Für die Spitze des Kreisschützenbundes Brilon ist es eine Sache des Anstandes und des Miteinanders: „Wenn wir Verluste von Vereinsmitgliedern oder Arbeitsplätzen zu beklagen hätten, wem steht dann noch der Kopf nach einem Schützenfest?“
So hatten es Kreisoberst Rüdiger Eppner und der KSB-Vorstand schon Ostern auf der KSB-Homepage formuliert.

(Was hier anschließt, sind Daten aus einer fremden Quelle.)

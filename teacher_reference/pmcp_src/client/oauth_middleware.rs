//! OAuth client middleware for automatic token injection and refresh.
//!
//! Provides HTTP middleware that handles OAuth token management:
//! - Automatic token injection into Authorization header
//! - Token expiry tracking
//! - 401/403 detection and token refresh
//!
//! This is a simplified implementation focused on bearer token injection.
//! For production use, consider the full OAuth implementation proposed in Issue #83.

use crate::client::http_middleware::{
    HttpMiddleware, HttpMiddlewareContext, HttpRequest, HttpResponse,
};
use crate::error::{Error, Result};
use async_trait::async_trait;
use parking_lot::RwLock;
use std::sync::Arc;
use std::time::{Duration, SystemTime};

/// OAuth bearer token
#[derive(Debug, Clone)]
pub struct BearerToken {
    /// The access token
    pub token: String,
    /// Token type (usually "Bearer")
    pub token_type: String,
    /// Optional expiration time
    pub expires_at: Option<SystemTime>,
}

impl BearerToken {
    /// Create a new bearer token
    pub fn new(token: String) -> Self {
        Self {
            token,
            token_type: "Bearer".to_string(),
            expires_at: None,
        }
    }

    /// Create a bearer token with expiration
    pub fn with_expiry(token: String, expires_in: Duration) -> Self {
        Self {
            token,
            token_type: "Bearer".to_string(),
            expires_at: Some(SystemTime::now() + expires_in),
        }
    }

    /// Check if token is expired
    pub fn is_expired(&self) -> bool {
        if let Some(expires_at) = self.expires_at {
            SystemTime::now() >= expires_at
        } else {
            false
        }
    }

    /// Check if token will expire soon (within threshold)
    pub fn expires_soon(&self, threshold: Duration) -> bool {
        if let Some(expires_at) = self.expires_at {
            if let Ok(remaining) = expires_at.duration_since(SystemTime::now()) {
                remaining < threshold
            } else {
                true // Already expired
            }
        } else {
            false
        }
    }

    /// Get the authorization header value
    pub fn to_header_value(&self) -> String {
        format!("{} {}", self.token_type, self.token)
    }
}

/// Simple OAuth client middleware for bearer token injection
///
/// This middleware:
/// - Automatically injects bearer tokens into the Authorization header
/// - Tracks token expiry (basic version)
/// - Detects 401/403 responses (for future refresh logic)
///
/// # Examples
///
/// ```rust
/// use pmcp::client::oauth_middleware::{OAuthClientMiddleware, BearerToken};
/// use pmcp::client::http_middleware::HttpMiddlewareChain;
/// use std::sync::Arc;
///
/// let token = BearerToken::new("my-api-token".to_string());
/// let oauth_middleware = OAuthClientMiddleware::new(token);
///
/// let mut chain = HttpMiddlewareChain::new();
/// chain.add(Arc::new(oauth_middleware));
/// ```
pub struct OAuthClientMiddleware {
    /// Current bearer token
    token: Arc<RwLock<BearerToken>>,
    /// Whether to check for token expiry before requests
    check_expiry: bool,
    /// Threshold for proactive token refresh
    refresh_threshold: Duration,
}

impl OAuthClientMiddleware {
    /// Create a new OAuth client middleware with a bearer token
    pub fn new(token: BearerToken) -> Self {
        Self {
            token: Arc::new(RwLock::new(token)),
            check_expiry: true,
            refresh_threshold: Duration::from_secs(60), // Refresh if <60s remaining
        }
    }

    /// Create OAuth middleware without expiry checking
    pub fn without_expiry_check(token: BearerToken) -> Self {
        Self {
            token: Arc::new(RwLock::new(token)),
            check_expiry: false,
            refresh_threshold: Duration::from_secs(60),
        }
    }

    /// Set the refresh threshold
    pub fn with_refresh_threshold(mut self, threshold: Duration) -> Self {
        self.refresh_threshold = threshold;
        self
    }

    /// Update the bearer token
    ///
    /// This can be called externally when a new token is obtained.
    pub fn update_token(&self, token: BearerToken) {
        *self.token.write() = token;
    }

    /// Get the current token
    pub fn get_token(&self) -> BearerToken {
        self.token.read().clone()
    }

    /// Check if the current token needs refresh
    fn needs_refresh(&self) -> bool {
        if !self.check_expiry {
            return false;
        }

        let token = self.token.read();
        token.is_expired() || token.expires_soon(self.refresh_threshold)
    }
}

impl std::fmt::Debug for OAuthClientMiddleware {
    fn fmt(&self, f: &mut std::fmt::Formatter<'_>) -> std::fmt::Result {
        f.debug_struct("OAuthClientMiddleware")
            .field("check_expiry", &self.check_expiry)
            .field("refresh_threshold", &self.refresh_threshold)
            .field("token_expired", &self.token.read().is_expired())
            .finish()
    }
}

#[async_trait]
impl HttpMiddleware for OAuthClientMiddleware {
    async fn on_request(
        &self,
        request: &mut HttpRequest,
        context: &HttpMiddlewareContext,
    ) -> Result<()> {
        // OAuth Precedence Policy: Skip if auth already set by transport
        // Priority: transport auth_provider > HttpMiddleware OAuth > extra headers
        if context.get_metadata("auth_already_set").is_some() {
            tracing::debug!(
                "Skipping OAuth middleware - auth already set by transport auth_provider"
            );
            return Ok(());
        }

        // Skip if Authorization header already present (from higher-priority middleware or config)
        if request.has_header("Authorization") {
            tracing::warn!(
                "Authorization header already present - skipping OAuth middleware injection. \
                Check for duplicate auth configuration."
            );
            return Ok(());
        }

        // Check if token needs refresh
        if self.needs_refresh() {
            return Err(Error::authentication(
                "OAuth token expired or expiring soon - refresh required",
            ));
        }

        // Inject bearer token into Authorization header
        let token = self.token.read();
        request.add_header("Authorization", &token.to_header_value());

        tracing::trace!("OAuth token injected into Authorization header");

        Ok(())
    }

    async fn on_response(
        &self,
        response: &mut HttpResponse,
        context: &HttpMiddlewareContext,
    ) -> Result<()> {
        // Detect authentication failures
        if response.status == 401 || response.status == 403 {
            // Record in context for potential retry logic
            context.set_metadata("auth_failure".to_string(), "true".to_string());
            context.set_metadata("status_code".to_string(), response.status.to_string());

            // Check if this is a retry scenario
            if context.get_metadata("oauth.retry_used").is_some() {
                tracing::warn!("Authentication failed after OAuth retry - token may be invalid");
            }

            return Err(Error::authentication(format!(
                "Authentication failed with status {}",
                response.status
            )));
        }

        Ok(())
    }

    async fn on_error(&self, error: &Error, context: &HttpMiddlewareContext) -> Result<()> {
        // Log authentication errors with context
        if matches!(error, Error::Authentication(_)) {
            tracing::error!(
                "OAuth authentication error for {} {}: {}",
                context.method,
                context.url,
                error
            );

            // If token was expired, log for monitoring
            if self.token.read().is_expired() {
                tracing::error!("OAuth token was expired at time of error");
            }
        }

        Ok(())
    }

    fn priority(&self) -> i32 {
        10 // High priority - run early
    }
}
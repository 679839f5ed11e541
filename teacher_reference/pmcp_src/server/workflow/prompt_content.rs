//! Internal types for building prompts
//!
//! These types support both loose (text-only) and strict (handle-based) prompt construction.
//! They are converted to protocol types at the edge.

use super::handles::{ResourceHandle, ToolHandle};
use crate::types::Role;
use smallvec::SmallVec;

/// Internal representation of prompt content
/// Supports both loose (text-only) and strict (handle-based) construction
#[derive(Clone, Debug)]
#[non_exhaustive] // Can add variants without breaking changes
pub enum PromptContent {
    /// Plain text (loose mode - easy migration)
    Text(String),

    /// Image data
    Image {
        /// Base64-encoded image data
        data: String,
        /// MIME type (e.g., "image/png")
        mime_type: String,
    },

    /// Resource URI as string (loose mode)
    ResourceUri(String),

    /// Tool handle (strict mode - type-safe)
    ToolHandle(ToolHandle),

    /// Resource handle (strict mode - type-safe)
    ResourceHandle(ResourceHandle),

    /// Multiple content parts
    /// `SmallVec` optimized for 2-4 parts (common case)
    Multi(SmallVec<[Box<Self>; 3]>),
}

/// Internal representation of a prompt message
#[derive(Clone, Debug)]
pub struct InternalPromptMessage {
    /// The role of the message sender
    pub role: Role,
    /// The message content
    pub content: PromptContent,
}

impl InternalPromptMessage {
    /// Create a new prompt message
    pub fn new(role: Role, content: impl Into<PromptContent>) -> Self {
        Self {
            role,
            content: content.into(),
        }
    }

    /// Create a text message with the given role
    pub fn text(role: Role, text: impl Into<String>) -> Self {
        Self {
            role,
            content: PromptContent::Text(text.into()),
        }
    }

    /// Create a system message
    pub fn system(text: impl Into<String>) -> Self {
        Self::text(Role::System, text)
    }

    /// Create a user message
    pub fn user(text: impl Into<String>) -> Self {
        Self::text(Role::User, text)
    }

    /// Create an assistant message
    pub fn assistant(text: impl Into<String>) -> Self {
        Self::text(Role::Assistant, text)
    }
}

#[cfg(test)]
mod tests {
    use super::*;

    #[test]
    fn test_prompt_content_text() {
        let content = PromptContent::Text("Hello".to_string());
        assert!(matches!(content, PromptContent::Text(_)));
    }

    #[test]
    fn test_prompt_content_image() {
        let content = PromptContent::Image {
            data: "base64data".to_string(),
            mime_type: "image/png".to_string(),
        };
        assert!(matches!(content, PromptContent::Image { .. }));
    }

    #[test]
    fn test_prompt_content_tool_handle() {
        let handle = ToolHandle::new("greet");
        let content = PromptContent::ToolHandle(handle);
        assert!(matches!(content, PromptContent::ToolHandle(_)));
    }

    #[test]
    fn test_internal_prompt_message_text() {
        let msg = InternalPromptMessage::text(Role::User, "Hello");
        assert!(matches!(msg.role, Role::User));
        assert!(matches!(msg.content, PromptContent::Text(_)));
    }

    #[test]
    fn test_internal_prompt_message_helpers() {
        let system_msg = InternalPromptMessage::system("System prompt");
        assert!(matches!(system_msg.role, Role::System));

        let user_msg = InternalPromptMessage::user("User message");
        assert!(matches!(user_msg.role, Role::User));

        let assistant_msg = InternalPromptMessage::assistant("Assistant message");
        assert!(matches!(assistant_msg.role, Role::Assistant));
    }

    #[test]
    fn test_prompt_content_multi_smallvec() {
        let parts = smallvec::smallvec![
            Box::new(PromptContent::Text("Part 1".to_string())),
            Box::new(PromptContent::Text("Part 2".to_string())),
        ];
        let content = PromptContent::Multi(parts);

        if let PromptContent::Multi(parts) = content {
            assert_eq!(parts.len(), 2);
        } else {
            panic!("Expected Multi variant");
        }
    }
}
//! DSL helpers for ergonomic workflow construction
//!
//! Provides convenient functions to reduce boilerplate when building workflows.

use super::{
    data_source::DataSource,
    newtypes::{ArgName, BindingName},
};
use serde_json::Value;

/// Create a data source from a prompt argument
///
/// # Example
/// ```
/// use pmcp::server::workflow::dsl::prompt_arg;
///
/// let source = prompt_arg("user_name");
/// ```
pub fn prompt_arg(name: impl Into<ArgName>) -> DataSource {
    DataSource::prompt_arg(name)
}

/// Create a data source from a step's entire output
///
/// The `step` parameter should be the **binding name** set via `.bind()`,
/// not the step name passed to `WorkflowStep::new()`.
///
/// # Example
/// ```
/// use pmcp::server::workflow::dsl::from_step;
///
/// // If you have: WorkflowStep::new("my_step", ...).bind("output")
/// // Reference it as:
/// let source = from_step("output");  // Use binding name, not "my_step"
/// ```
pub fn from_step(step: impl Into<BindingName>) -> DataSource {
    DataSource::from_step(step)
}

/// Create a data source from a step's output field
///
/// The `step` parameter should be the **binding name** set via `.bind()`,
/// not the step name passed to `WorkflowStep::new()`.
///
/// # Example
/// ```
/// use pmcp::server::workflow::dsl::field;
///
/// // If you have: WorkflowStep::new("my_step", ...).bind("output")
/// // Reference a field as:
/// let source = field("output", "result");  // Use binding name, not "my_step"
/// ```
pub fn field(step: impl Into<BindingName>, field: impl Into<String>) -> DataSource {
    DataSource::from_step_field(step, field)
}

/// Create a constant data source
///
/// # Example
/// ```
/// use pmcp::server::workflow::dsl::constant;
/// use serde_json::json;
///
/// let source = constant(json!("Hello"));
/// ```
pub fn constant(value: Value) -> DataSource {
    DataSource::constant(value)
}
/// Generic task store that delegates all storage to a [`StorageBackend`].
///
/// All domain logic lives here: state machine validation, owner isolation,
/// variable merge with null-deletion, size/depth/string-length enforcement,
/// TTL validation with hard reject, CAS-based mutations, and canonical
/// JSON serialization at the storage boundary.
///
/// # Type Parameters
///
/// * `B` - A [`StorageBackend`] implementation (in-memory, `DynamoDB`, Redis, etc.)
#[derive(Debug)]
pub struct GenericTaskStore<B: StorageBackend> {
    backend: B,
    config: StoreConfig,
    security: TaskSecurityConfig,
    default_poll_interval: u64,
}
//! Spec-compliant wire types for the MCP Tasks protocol.
//!
//! These types serialize to JSON that matches the MCP 2025-11-25 Tasks
//! specification byte-for-byte. Domain types with PMCP extensions
//! (variables, owner) are in the [`domain`](crate::domain) module.

pub mod capabilities;
pub mod execution;
pub mod notification;
pub mod params;
pub mod task;

#[allow(unused_imports)]
pub use capabilities::*;
#[allow(unused_imports)]
pub use execution::*;
#[allow(unused_imports)]
pub use notification::*;
#[allow(unused_imports)]
pub use params::*;
pub use task::*;
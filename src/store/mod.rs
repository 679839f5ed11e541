//! Per-operation stores and the type-erased handle the [`crate::client::Client`]
//! cache uses to hold heterogeneous stores in one map.

pub mod mutation;
pub mod paginated;
pub mod query;

pub use mutation::MutationStore;
pub use paginated::PaginatedStore;
pub use query::QueryStore;

use crate::operation::{Mutation, PaginatedQuery, Query};
use crate::path::Path;
use std::any::Any;
use std::sync::Arc;

/// Type-erased view of a store, for cache bookkeeping (path lookup,
/// subscriber-count-driven eviction) where the concrete `Value`/`Failure`
/// types aren't known to the cache itself.
///
/// `into_any` follows the same pattern as the `downcast-rs` crate: a
/// trait method taking `self: Arc<Self>` dispatches dynamically through the
/// vtable, letting a caller recover the original `Arc<QueryStore<Q>>` (etc.)
/// via [`Arc::downcast`] once it knows which concrete type to ask for.
pub trait ErasedStore: Send + Sync + 'static {
    fn path(&self) -> Path;
    fn subscriber_count(&self) -> usize;
    fn into_any(self: Arc<Self>) -> Arc<dyn Any + Send + Sync>;
}

impl<Q: Query> ErasedStore for QueryStore<Q> {
    fn path(&self) -> Path {
        QueryStore::path(self)
    }

    fn subscriber_count(&self) -> usize {
        QueryStore::subscriber_count(self)
    }

    fn into_any(self: Arc<Self>) -> Arc<dyn Any + Send + Sync> {
        self
    }
}

impl<P: PaginatedQuery> ErasedStore for PaginatedStore<P> {
    fn path(&self) -> Path {
        PaginatedStore::path(self)
    }

    fn subscriber_count(&self) -> usize {
        PaginatedStore::subscriber_count(self)
    }

    fn into_any(self: Arc<Self>) -> Arc<dyn Any + Send + Sync> {
        self
    }
}

impl<M: Mutation> ErasedStore for MutationStore<M> {
    fn path(&self) -> Path {
        MutationStore::path(self)
    }

    fn subscriber_count(&self) -> usize {
        MutationStore::subscriber_count(self)
    }

    fn into_any(self: Arc<Self>) -> Arc<dyn Any + Send + Sync> {
        self
    }
}

pub fn downcast_query<Q: Query>(erased: Arc<dyn ErasedStore>) -> Option<Arc<QueryStore<Q>>> {
    erased.into_any().downcast::<QueryStore<Q>>().ok()
}

pub fn downcast_paginated<P: PaginatedQuery>(erased: Arc<dyn ErasedStore>) -> Option<Arc<PaginatedStore<P>>> {
    erased.into_any().downcast::<PaginatedStore<P>>().ok()
}

pub fn downcast_mutation<M: Mutation>(erased: Arc<dyn ErasedStore>) -> Option<Arc<MutationStore<M>>> {
    erased.into_any().downcast::<MutationStore<M>>().ok()
}
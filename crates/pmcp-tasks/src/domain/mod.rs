//! Domain types for internal task representation.
//!
//! These types separate internal storage concerns from wire-format concerns.
//! [`TaskRecord`] is the store's internal representation with fields like
//! `owner_id`, `variables`, and `result`. [`TaskWithVariables`] is a
//! convenience type that injects shared variables into the wire [`Task`]'s
//! `_meta` field at the serialization boundary.

pub mod record;
pub mod variables;

pub use record::*;
pub use variables::*;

Und dazu steht Eppner heute erst recht: Mit dem am Mittwoch bundesweit verhängten Verbot von Großveranstaltungen von dem Hintergrund der Corona-Krise ist seiner Meinung nach nun auch formalrechtlich die Schützensaison 2020 gelaufen.
Begriff „Großveranstaltung“ nicht gesetzlich definiert
Das sieht Ludwig Albracht, Hauptmann der St. Markus-Bruderschaft Beringhausen und von Haus aus Anwalt, auch so. Zwar sei der Begriff „Großveranstaltung“ nicht gesetzlich definiert. Aber bei der Begriffsbestimmung komme es nicht unbedingt auf die Anzahl der Besucher an, sondern darauf, wie viel Raum zur Verfügung stehe.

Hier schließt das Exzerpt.